use crate::bio::Bcache;
use crate::dev::{BlockDev, DevSw};
use crate::kprintln;
use crate::ncache::NameCache;
use crate::ns::{self, Ns};
use crate::param;
use crate::rcu::Domain;
use crate::sleeplock::RwSleeplock;
use crate::Result;
use alloc::boxed::Box;
use alloc::sync::Arc;
use bitflags::bitflags;
use core::cell::UnsafeCell;
use core::cmp;
use core::mem;
use core::ops::Deref;
use core::ptr::NonNull;
use core::sync::atomic::{AtomicU32, Ordering};
use static_assertions::{const_assert, const_assert_eq};
use syslib::stat::{FileType, Stat};
use zerocopy::{AsBytes, FromBytes};

// File system implementation. Four layers:
//   - Blocks: allocator for raw disk blocks.
//   - Files: inode allocator, reading, writing, metadata.
//   - Directories: inode with special contents (list of other inodes!)
//   - Names: paths like /usr/rtm/mcfs/fs.rs for convenient naming.
//
// This file contains the low-level file system manipulation
// routines. The (higher-level) system call implementations sit in
// the kernel above this crate.

pub const ROOTINO: u32 = 1; // root i-number
pub const BSIZE: usize = 512; // block size

// Disk layout:
// [ boot block | super block | inode blocks | free bit map | data blocks ]
//
// mkfs computes the super block and builds an initial file system. The
// super block describes the disk layout:
#[repr(C)]
#[derive(Clone, Copy, Debug, Default, AsBytes, FromBytes)]
pub struct Superblock {
    pub size: u32,    // Size of file system image (blocks)
    pub nblocks: u32, // Number of data blocks
    pub ninodes: u32, // Number of inodes
}

const SUPERBLOCK_SIZE: usize = mem::size_of::<Superblock>();
const_assert!(SUPERBLOCK_SIZE <= BSIZE);
use std::vec;

use log::debug;
use rayon::{ThreadPool, ThreadPoolBuilder, prelude::*};

use super::dataset::Dataset;
use super::shard::{DistributedSampler, ShardSpec};
use crate::config::{LoaderConfig, WorldContext};
use crate::error::{ParallelErr, Result};

/// Shard-aware loader producing this participant's batches.
///
/// The global batch size and loading thread count are split evenly among the
/// participants, so every participant consumes the same amount per step.
pub struct ShardedDataLoader<D: Dataset> {
    dataset: D,
    sampler: DistributedSampler,
    batch_size: usize,
    num_workers: usize,
    pin_memory: bool,
    drop_last: bool,
    pool: Option<ThreadPool>,
}

impl<D: Dataset> ShardedDataLoader<D> {
    /// Creates a new loader for the participant described by `ctx`.
    ///
    /// # Args
    /// * `dataset` - The full dataset; every participant sees the same one.
    /// * `ctx` - This participant's rank and the world size.
    /// * `cfg` - Global loading options.
    ///
    /// # Errors
    /// Returns a configuration error if the batch size or the thread count
    /// can't be split evenly among the participants, or the batch size is 0.
    pub fn new(dataset: D, ctx: &WorldContext, cfg: LoaderConfig) -> Result<Self> {
        let participants = ctx.world_size();

        if cfg.batch_size == 0 {
            return Err(ParallelErr::InvalidConfig(
                "batch size must be greater than 0".into(),
            ));
        }

        if cfg.batch_size % participants != 0 {
            return Err(ParallelErr::NotDivisible {
                what: "batch size",
                value: cfg.batch_size,
                participants,
            });
        }

        if cfg.num_workers % participants != 0 {
            return Err(ParallelErr::NotDivisible {
                what: "worker count",
                value: cfg.num_workers,
                participants,
            });
        }

        let batch_size = cfg.batch_size / participants;
        let num_workers = cfg.num_workers / participants;

        let pool = match num_workers {
            0 => None,
            n => Some(
                ThreadPoolBuilder::new()
                    .num_threads(n)
                    .thread_name(|i| format!("loader-{i}"))
                    .build()
                    .map_err(|e| ParallelErr::InvalidConfig(format!("loader threads: {e}")))?,
            ),
        };

        let sampler = DistributedSampler::new(
            ShardSpec::from(ctx),
            dataset.len(),
            cfg.shuffle,
            cfg.drop_last,
            cfg.seed,
        );

        debug!(
            rank = ctx.rank(),
            world_size = participants,
            batch_size = batch_size,
            num_workers = num_workers,
            samples = sampler.num_samples();
            "created sharded loader"
        );

        Ok(Self {
            dataset,
            sampler,
            batch_size,
            num_workers,
            pin_memory: cfg.pin_memory,
            drop_last: cfg.drop_last,
            pool,
        })
    }

    /// Per-participant batch size.
    #[inline]
    pub fn batch_size(&self) -> usize {
        self.batch_size
    }

    /// Per-participant loading threads; 0 loads on the calling thread.
    #[inline]
    pub fn num_workers(&self) -> usize {
        self.num_workers
    }

    #[inline]
    pub fn pin_memory(&self) -> bool {
        self.pin_memory
    }

    #[inline]
    pub fn sampler(&self) -> &DistributedSampler {
        &self.sampler
    }

    #[inline]
    pub fn dataset(&self) -> &D {
        &self.dataset
    }

    /// The epoch the next call to `iter` will produce.
    #[inline]
    pub fn epoch(&self) -> u64 {
        self.sampler.epoch()
    }

    #[inline]
    pub fn set_epoch(&mut self, epoch: u64) {
        self.sampler.set_epoch(epoch);
    }

    /// Amount of samples yielded per epoch.
    pub fn num_samples(&self) -> usize {
        let n = self.sampler.num_samples();
        if self.drop_last {
            n - n % self.batch_size
        } else {
            n
        }
    }

    /// Amount of batches yielded per epoch.
    pub fn len(&self) -> usize {
        let n = self.sampler.num_samples();
        if self.drop_last {
            n / self.batch_size
        } else {
            n.div_ceil(self.batch_size)
        }
    }

    #[inline]
    pub fn is_empty(&self) -> bool {
        self.len() == 0
    }

    /// Returns the batches of the current epoch and advances to the next one.
    pub fn iter(&mut self) -> Batches<'_, D> {
        let indices = self.sampler.indices();
        let epoch = self.sampler.epoch();
        self.sampler.set_epoch(epoch + 1);

        Batches {
            loader: self,
            indices: indices.into_iter(),
        }
    }

    fn fetch(&self, indices: &[usize]) -> Result<Vec<D::Item>> {
        match &self.pool {
            Some(pool) => pool.install(|| {
                indices
                    .par_iter()
                    .map(|&idx| self.dataset.get(idx))
                    .collect()
            }),
            None => indices.iter().map(|&idx| self.dataset.get(idx)).collect(),
        }
    }
}

/// One epoch's worth of batches.
pub struct Batches<'a, D: Dataset> {
    loader: &'a ShardedDataLoader<D>,
    indices: vec::IntoIter<usize>,
}

impl<D: Dataset> Iterator for Batches<'_, D> {
    type Item = Result<Vec<D::Item>>;

    fn next(&mut self) -> Option<Self::Item> {
        let batch: Vec<usize> = self.indices.by_ref().take(self.loader.batch_size).collect();

        if batch.is_empty() || (self.loader.drop_last && batch.len() < self.loader.batch_size) {
            return None;
        }

        Some(self.loader.fetch(&batch))
    }
}

#[cfg(test)]
mod tests {
    use super::*;
    use crate::data::InMemoryDataset;

    fn dataset(n: usize) -> InMemoryDataset<f32, f32> {
        InMemoryDataset::new(
            (0..n).map(|i| i as f32).collect(),
            (0..n).map(|i| (i as f32) + 100.0).collect(),
        )
        .unwrap()
    }

    #[test]
    fn dataloader_batches_respect_shard_and_batch_size() {
        let ctx = WorldContext::new(1, 3).unwrap(); // 4..7
        let mut dl = ShardedDataLoader::new(dataset(10), &ctx, LoaderConfig::new(6)).unwrap();

        assert_eq!(dl.sampler().range(), 4..7);
        assert_eq!(dl.batch_size(), 2);
        assert_eq!(dl.len(), 2);

        let batches: Vec<_> = dl.iter().collect::<Result<_>>().unwrap();
        assert_eq!(batches[0], vec![(4.0, 104.0), (5.0, 105.0)]);
        assert_eq!(batches[1], vec![(6.0, 106.0)]);
        assert_eq!(batches.len(), 2);
    }

    #[test]
    fn dataloader_drop_last_discards_partial_batch() {
        let ctx = WorldContext::new(0, 2).unwrap();
        let cfg = LoaderConfig::new(4).drop_last(true);
        let mut dl = ShardedDataLoader::new(dataset(11), &ctx, cfg).unwrap();

        // 11 -> 10 samples, 5 per participant, batches of 2 -> 2 batches.
        assert_eq!(dl.len(), 2);
        assert_eq!(dl.num_samples(), 4);

        let batches: Vec<_> = dl.iter().collect::<Result<_>>().unwrap();
        assert!(batches.iter().all(|b| b.len() == 2));
        assert_eq!(batches.len(), 2);
    }

    #[test]
    fn dataloader_splits_worker_threads() {
        let ctx = WorldContext::new(0, 2).unwrap();
        let cfg = LoaderConfig::new(4).num_workers(4).pin_memory(true);
        let mut dl = ShardedDataLoader::new(dataset(8), &ctx, cfg).unwrap();

        assert_eq!(dl.num_workers(), 2);
        assert!(dl.pin_memory());

        let batches: Vec<_> = dl.iter().collect::<Result<_>>().unwrap();
        assert_eq!(batches[0], vec![(0.0, 100.0), (1.0, 101.0)]);
        assert_eq!(batches[1], vec![(2.0, 102.0), (3.0, 103.0)]);
    }

    #[test]
    fn dataloader_rejects_indivisible_batch_size() {
        let ctx = WorldContext::new(0, 4).unwrap();
        let res = ShardedDataLoader::new(dataset(8), &ctx, LoaderConfig::new(6));

        assert!(matches!(
            res,
            Err(ParallelErr::NotDivisible {
                what: "batch size",
                value: 6,
                participants: 4
            })
        ));
    }

    #[test]
    fn dataloader_rejects_indivisible_worker_count() {
        let ctx = WorldContext::new(0, 2).unwrap();
        let res = ShardedDataLoader::new(dataset(8), &ctx, LoaderConfig::new(4).num_workers(3));

        assert!(matches!(
            res,
            Err(ParallelErr::NotDivisible {
                what: "worker count",
                ..
            })
        ));
    }

    #[test]
    fn dataloader_rejects_zero_batch_size() {
        let ctx = WorldContext::new(0, 1).unwrap();
        assert!(ShardedDataLoader::new(dataset(8), &ctx, LoaderConfig::new(0)).is_err());
    }

    #[test]
    fn dataloader_iter_advances_epoch() {
        let ctx = WorldContext::new(0, 1).unwrap();
        let mut dl = ShardedDataLoader::new(dataset(4), &ctx, LoaderConfig::new(2)).unwrap();

        assert_eq!(dl.epoch(), 0);
        let _ = dl.iter().count();
        assert_eq!(dl.epoch(), 1);

        dl.set_epoch(7);
        assert_eq!(dl.epoch(), 7);
    }
}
====
**Exercise objective:**
Lines in the listing above that hold the string "ThreadPoolBuilder" need counting. Please reply with the total only.

**Solution for this problem:**
2